Through the strands of multi-colored lights there are those that flicker, and ones that burn out completely. Often if one burns out, it affects the entire strand. No one wants to be that burned out bulb, and wants even less to be the cause of the other lights around them going out.
When the holiday season rolls around, there are those who expect more guests on their doorstep than just in-laws and extended family. Both stress and depression often knock on many doors during the annual time of otherwise merriment, and it’s easy to find yourself opening your door to them with an invitation to step inside.
Stress and responsibilities tend to pile up during this time of year, and if you aren’t sharing the joy of the season like those around you, then your two newest guests can trick you into thinking they are your best–if not only–confidants.
There can be more to the season than just stress and depression wrapped up under the tree.
Identifying Stressors
Whether you’ve been tasked with hosting both sides of the family this holiday season or worried about how to fund your child’s ever-growing wishlist, remember the reason for the season. Ultimately, it is a time to spend together with the ones you love, and not about how many dishes make it to the table or the number of gifts that fit below the tree.

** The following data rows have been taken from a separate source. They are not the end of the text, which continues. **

use std::process::Command;

/// Export the short commit hash as `GIT_HASH`, or "unknown" outside of a repository.
fn export_git_hash() {
    let git_hash = Command::new("git")
        .args(["rev-parse", "--short", "HEAD"])
        .output()
        .ok()
        .filter(|o| o.status.success())
        .map(|o| String::from_utf8_lossy(&o.stdout).trim().to_string())
        .unwrap_or_else(|| "unknown".into());

    println!("cargo:rustc-env=GIT_HASH={}", git_hash);
    println!("cargo:rerun-if-changed=../../../.git/HEAD");
}

fn main() {
    export_git_hash();
}
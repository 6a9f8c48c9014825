//! The settings menu.
//!
//! Only exists while the menu screen is shown. The encoder either moves the selection or, while an
//! item is being edited, changes that item's value.
use crate::calibration::{ADC_MAX, MAX_SET_RAW, MIN_SET_RAW, TemperatureUnit};
use crate::display::{CHAR_WIDTH, DisplaySink, Effect, line};
use crate::settings::{NUM_TEMP_PRESETS, Settings};

/// Pixel column of preset values.
const PRESET_VALUE_COLUMN: u8 = 9 * CHAR_WIDTH;

/// Pixel column of calibration values.
const CALIBRATION_VALUE_COLUMN: u8 = 11 * CHAR_WIDTH;

/// A page of the menu.
#[derive(Debug, Clone, Copy, PartialEq, Eq)]
#[cfg_attr(feature = "defmt", derive(defmt::Format))]
pub enum MenuPage {
    /// The top level.
    Main,
    /// The four temperature presets.
    TempPresets,
    /// Calibration wizard and calibration points.
    Calibration,
    /// Temperature unit selection.
    Units,
}

impl MenuPage {
    /// The page title, drawn inverted.
    pub fn title(self) -> &'static str {
        match self {
            Self::Main => "   Settings   ",
            Self::TempPresets => " Temp Presets ",
            Self::Calibration => "  Calibration ",
            Self::Units => "     Units    ",
        }
    }

    /// The item labels.
    pub fn items(self) -> &'static [&'static str] {
        match self {
            Self::Main => &["Temp. Presets", "Calibration", "Units", "About", "Save"],
            Self::TempPresets => &["Preset 1", "Preset 2", "Preset 3", "Preset 4", "Back"],
            Self::Calibration => &["Cal. Wizard", "Var. 1", "Var. 2", "Back"],
            Self::Units => &["Celsius", "Fahrenheit", "Kelvin", "Back"],
        }
    }

    /// The number of items.
    pub fn item_count(self) -> u8 {
        self.items().len() as u8
    }
}

/// What the control loop has to do after a click in the menu.
#[derive(Debug, Clone, Copy, PartialEq, Eq)]
#[cfg_attr(feature = "defmt", derive(defmt::Format))]
pub enum MenuOutcome {
    /// Stay in the menu.
    Stay,
    /// Open the about screen.
    About,
    /// Start the calibration wizard.
    CalibrationWizard,
    /// Save the settings and return to the main screen.
    SaveAndExit,
}

/// The menu's state.
#[derive(Debug, Clone, Copy, PartialEq, Eq)]
#[cfg_attr(feature = "defmt", derive(defmt::Format))]
pub struct MenuState {
    /// The current page.
    page: MenuPage,
    /// Index of the selected item.
    selected: u8,
    /// If true, the encoder changes the selected item's value.
    editing: bool,
}

impl Default for MenuState {
    fn default() -> Self {
        Self::new()
    }
}

impl MenuState {
    /// The top level page with the first item selected.
    pub const fn new() -> Self {
        Self {
            page: MenuPage::Main,
            selected: 0,
            editing: false,
        }
    }

    /// The current page.
    pub fn page(&self) -> MenuPage {
        self.page
    }

    /// Index of the selected item.
    pub fn selected(&self) -> u8 {
        self.selected
    }

    /// True while the selected item's value is edited.
    pub fn is_editing(&self) -> bool {
        self.editing
    }

    /// Show a page, with its first item selected.
    pub fn enter(&mut self, page: MenuPage, settings: &Settings, display: &mut impl DisplaySink) {
        self.page = page;
        self.editing = false;
        self.navigate(0, settings, display);
    }

    /// Move the selection by one item in the direction of `delta`, within the page.
    ///
    /// A `delta` of zero selects the first item.
    pub fn navigate(&mut self, delta: i32, settings: &Settings, display: &mut impl DisplaySink) {
        let last = self.page.item_count() - 1;

        if delta > 0 {
            self.selected = (self.selected + 1).min(last);
        } else if delta < 0 {
            self.selected = self.selected.saturating_sub(1);
        } else {
            self.selected = 0;
        }

        display.clear();
        display.print_at(0, 0, self.page.title(), Effect::Inverted);
        self.draw_items(settings, display);
    }

    /// Change the edited value by one step in the direction of `delta`, within its range.
    ///
    /// Calibration changes take effect immediately.
    pub fn edit(&mut self, delta: i32, settings: &mut Settings, display: &mut impl DisplaySink) {
        let step = |value: u16, min: u16, max: u16| {
            if delta > 0 && value < max {
                value + 1
            } else if delta < 0 && value > min {
                value - 1
            } else {
                value
            }
        };

        match (self.page, self.selected as usize) {
            (MenuPage::TempPresets, index) if index < NUM_TEMP_PRESETS => {
                let preset = &mut settings.record_mut().temp_presets[index];
                *preset = step(*preset, MIN_SET_RAW, MAX_SET_RAW);
            }
            (MenuPage::Calibration, 1) => {
                let point = &mut settings.record_mut().calibration.low_deg_c;
                *point = step(*point, 0, ADC_MAX);
                settings.recalibrate();
            }
            (MenuPage::Calibration, 2) => {
                let point = &mut settings.record_mut().calibration.high_deg_c;
                *point = step(*point, 0, ADC_MAX);
                settings.recalibrate();
            }
            _ => {}
        }

        self.draw_items(settings, display);
    }

    /// Act on the selected item (switch click while not editing, or to finish editing).
    pub fn activate(&mut self, settings: &mut Settings, display: &mut impl DisplaySink) -> MenuOutcome {
        match (self.page, self.selected) {
            (MenuPage::Main, 0) => self.enter(MenuPage::TempPresets, settings, display),
            (MenuPage::Main, 1) => self.enter(MenuPage::Calibration, settings, display),
            (MenuPage::Main, 2) => self.enter(MenuPage::Units, settings, display),
            (MenuPage::Main, 3) => return MenuOutcome::About,
            (MenuPage::Main, _) => return MenuOutcome::SaveAndExit,

            (MenuPage::TempPresets, 0..=3) | (MenuPage::Calibration, 1..=2) => {
                self.editing = !self.editing;
                self.draw_items(settings, display);
            }
            (MenuPage::Calibration, 0) => return MenuOutcome::CalibrationWizard,

            (MenuPage::Units, index) if (index as usize) < TemperatureUnit::ALL.len() => {
                settings.set_temp_unit(TemperatureUnit::ALL[index as usize]);
                self.enter(MenuPage::Main, settings, display);
            }

            // "Back"
            _ => self.enter(MenuPage::Main, settings, display),
        }

        MenuOutcome::Stay
    }

    /// Draw the items and their values below the title.
    fn draw_items(&self, settings: &Settings, display: &mut impl DisplaySink) {
        let record = settings.record();
        let unit = settings.temp_unit();

        for (index, label) in self.page.items().iter().enumerate() {
            let row = index as u8 + 1;
            let is_selected = index == self.selected as usize;

            let label_effect = if is_selected && !self.editing {
                Effect::Inverted
            } else {
                Effect::Normal
            };
            let value_effect = if is_selected && self.editing {
                Effect::Underlined
            } else {
                Effect::Normal
            };

            display.print_at(0, row, label, label_effect);

            match self.page {
                MenuPage::TempPresets if index < NUM_TEMP_PRESETS => {
                    let value = settings.raw_to_temp(record.temp_presets[index], unit);
                    let text = line(format_args!("{}{}", value, unit.symbol()));
                    display.print_at(PRESET_VALUE_COLUMN, row, &text, value_effect);
                }
                MenuPage::Calibration if index == 1 || index == 2 => {
                    let value = if index == 1 {
                        record.calibration.low_deg_c
                    } else {
                        record.calibration.high_deg_c
                    };
                    let text = line(format_args!("{}", value));
                    display.print_at(CALIBRATION_VALUE_COLUMN, row, &text, value_effect);
                }
                _ => {}
            }
        }
    }
}

#[cfg(test)]
mod tests {
    use super::*;
    use crate::display::tests::{Op, RecordingDisplay};

    fn setup() -> (MenuState, Settings, RecordingDisplay) {
        let settings = Settings::defaults();
        let mut display = RecordingDisplay::default();
        let mut menu = MenuState::new();
        menu.enter(MenuPage::Main, &settings, &mut display);
        (menu, settings, display)
    }

    fn effect_of(display: &RecordingDisplay, needle: &str) -> Option<Effect> {
        display.ops.iter().rev().find_map(|op| match op {
            Op::Text { text, effect, .. } if text.as_str() == needle => Some(*effect),
            _ => None,
        })
    }

    #[test]
    fn enter_draws_title_and_selects_first() {
        let (menu, _, display) = setup();

        assert_eq!(menu.selected(), 0);
        assert_eq!(effect_of(&display, "   Settings   "), Some(Effect::Inverted));
        assert_eq!(effect_of(&display, "Temp. Presets"), Some(Effect::Inverted));
        assert_eq!(effect_of(&display, "Calibration"), Some(Effect::Normal));
    }

    #[test]
    fn navigation_is_clamped() {
        let (mut menu, settings, mut display) = setup();

        menu.navigate(-1, &settings, &mut display);
        assert_eq!(menu.selected(), 0);

        for _ in 0..10 {
            menu.navigate(3, &settings, &mut display);
        }
        assert_eq!(menu.selected(), MenuPage::Main.item_count() - 1);

        menu.navigate(0, &settings, &mut display);
        assert_eq!(menu.selected(), 0);
    }

    #[test]
    fn edit_preset_within_range() {
        let (mut menu, mut settings, mut display) = setup();

        menu.activate(&mut settings, &mut display);
        assert_eq!(menu.page(), MenuPage::TempPresets);

        menu.activate(&mut settings, &mut display);
        assert!(menu.is_editing());

        let before = settings.record().temp_presets[0];
        menu.edit(5, &mut settings, &mut display);
        assert_eq!(settings.record().temp_presets[0], before + 1);

        settings.record_mut().temp_presets[0] = MIN_SET_RAW;
        menu.edit(-1, &mut settings, &mut display);
        assert_eq!(settings.record().temp_presets[0], MIN_SET_RAW);

        let shown = line(format_args!(
            "{}{}",
            settings.raw_to_temp(MIN_SET_RAW, TemperatureUnit::Celsius),
            TemperatureUnit::Celsius.symbol()
        ));
        assert_eq!(effect_of(&display, &shown), Some(Effect::Underlined));

        menu.activate(&mut settings, &mut display);
        assert!(!menu.is_editing());
        assert_eq!(effect_of(&display, "Preset 1"), Some(Effect::Inverted));
    }

    #[test]
    fn edit_calibration_recalibrates() {
        let (mut menu, mut settings, mut display) = setup();

        menu.navigate(1, &settings, &mut display);
        menu.activate(&mut settings, &mut display);
        assert_eq!(menu.page(), MenuPage::Calibration);

        menu.navigate(1, &settings, &mut display);
        menu.activate(&mut settings, &mut display);
        let before = settings.temp_to_raw(300, TemperatureUnit::Celsius);
        for _ in 0..20 {
            menu.edit(1, &mut settings, &mut display);
        }

        assert_eq!(settings.record().calibration.low_deg_c, 290);
        assert_ne!(settings.temp_to_raw(300, TemperatureUnit::Celsius), before);
    }

    #[test]
    fn units_page_sets_unit_and_returns() {
        let (mut menu, mut settings, mut display) = setup();

        menu.navigate(1, &settings, &mut display);
        menu.navigate(1, &settings, &mut display);
        menu.activate(&mut settings, &mut display);
        assert_eq!(menu.page(), MenuPage::Units);

        menu.navigate(1, &settings, &mut display);
        menu.navigate(1, &settings, &mut display);
        assert_eq!(menu.activate(&mut settings, &mut display), MenuOutcome::Stay);

        assert_eq!(settings.temp_unit(), TemperatureUnit::Kelvin);
        assert_eq!(menu.page(), MenuPage::Main);
        assert_eq!(menu.selected(), 0);
    }

    #[test]
    fn leaving_the_menu() {
        let (mut menu, mut settings, mut display) = setup();

        for _ in 0..3 {
            menu.navigate(1, &settings, &mut display);
        }
        assert_eq!(menu.activate(&mut settings, &mut display), MenuOutcome::About);

        menu.navigate(1, &settings, &mut display);
        assert_eq!(menu.activate(&mut settings, &mut display), MenuOutcome::SaveAndExit);

        menu.enter(MenuPage::Calibration, &settings, &mut display);
        assert_eq!(
            menu.activate(&mut settings, &mut display),
            MenuOutcome::CalibrationWizard
        );
    }

    #[test]
    fn back_returns_to_main_page() {
        let (mut menu, mut settings, mut display) = setup();

        menu.enter(MenuPage::TempPresets, &settings, &mut display);
        for _ in 0..4 {
            menu.navigate(1, &settings, &mut display);
        }
        menu.activate(&mut settings, &mut display);

        assert_eq!(menu.page(), MenuPage::Main);
    }
}
//! Live connection bookkeeping.
//!
//! The registry tracks which WebSocket connections belong to which game and
//! the role each one plays. Like the game store it is unsynchronized and
//! lives behind the lifecycle coordinator's lock.

mod memory;

pub use memory::MemorySessionRegistry;

use crate::errors::SessionError;
use crate::models::{ConnectionId, GameId};
use game_rules::Role;
use tokio::sync::mpsc;

/// Connections a single game admits.
pub const MAX_PARTICIPANTS: usize = 2;

/// One admitted participant connection.
///
/// `outbox` feeds the connection's writer task. Dropping the last
/// `Connection` for a socket closes its outbox, which ends the writer.
#[derive(Debug, Clone)]
pub struct Connection {
    pub id: ConnectionId,
    pub game_id: GameId,
    pub role: Role,
    pub outbox: mpsc::Sender<String>,
}

/// Game-to-connection bookkeeping.
pub trait SessionRegistry: Send + 'static {
    /// Start tracking connections for a newly created game.
    fn open(&mut self, game_id: GameId);

    /// Stop tracking a game, returning the connections it still had.
    fn close(&mut self, game_id: &GameId) -> Vec<Connection>;

    /// Admit a connection and assign its role.
    ///
    /// The connection plays `X` unless a live connection already holds `X`.
    fn admit(
        &mut self,
        game_id: &GameId,
        connection_id: ConnectionId,
        outbox: mpsc::Sender<String>,
    ) -> Result<Role, SessionError>;

    /// Forget a connection. Removing an unknown connection returns `None`.
    fn remove(&mut self, connection_id: ConnectionId) -> Option<Connection>;

    fn lookup(&self, connection_id: ConnectionId) -> Option<&Connection>;

    /// Live connections for `game_id`; zero for an unknown game.
    fn count(&self, game_id: &GameId) -> usize;

    /// Connections that should receive broadcasts for `game_id`.
    fn recipients(&self, game_id: &GameId) -> &[Connection];

    /// Live connections across all games.
    fn total(&self) -> usize;
}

Maybe the coronavirus (COVID-19) is interfering with your plans and you’re upset that this year may not look like past ones. Maybe you’re fearful for the health of your loved ones.
Your stress is valid, and you shouldn’t feel guilty if the holiday season isn’t one you often look forward to. Just because your stresses are valid, however, does not mean that you get a free pass in dwelling on them. A little stress is healthy, but too much is detrimental to your health.
There are ways to address your stress and make the most out of the season of joy, even when joy seems hard to come by.
Tips on Preventing Holiday-Related Stress
- As previously mentioned, you should acknowledge your feelings. Don’t feel guilty for feeling the way you do. Though it may not feel like it when you’re surrounded by smiling snowmen decorations and cheerful music on TV, you are not alone if the holidays are difficult to stomach.
- Don’t create unrealistic expectations. Know your limits. The holiday season is an easy one to find yourself stretched thin, but there are only so many hours in a day. Pick a tradition or two that’s close to your heart, but don’t let it ruin your holiday if you can’t complete a generation’s worth in one night. The table is only so large, don’t stuff an unreasonable amount and risk breaking a dish. Your child will understand if Santa’s stock is a little low in a year like 2020. You are a person, and people have limits. In the healthiest way possible, find yours.
- Seek professional help if necessary. Along with stress can come depression. The holiday season can especially make people perceptible to the feeling. No matter how many smiling faces refuse to mirror your own, and you feel alone in a cheerful season such as Christmas or Hannakuh or Kwanzaa, etc, know that you are anything but. The most “wonderful time of the year” can feel the loneliest to those who don’t share the sentiment. It’s okay and even normal, but if the feeling becomes overwhelming then don’t hesitate to reach out. Take care of yourself.
Taking Back the Holidays
Just because the holidays can be a difficult time of year doesn’t mean it has to become a season of dread. Simply assess your stressors, find what bothers you most, and take it easy when you find your problem areas. It’s easy to become the scrooge of the family or Grinch of the neighborhood when your blood pressure is at an all-time high. Don’t let it get to that point. Listen to the needs of both your mind and your body.
Take a breath. Take a break. Don’t put the pressure of someone else’s happiness on your shoulders.
Even if it’s not frosted over in snow or covered in candy cane dust, take the steps you need to find joy in the season.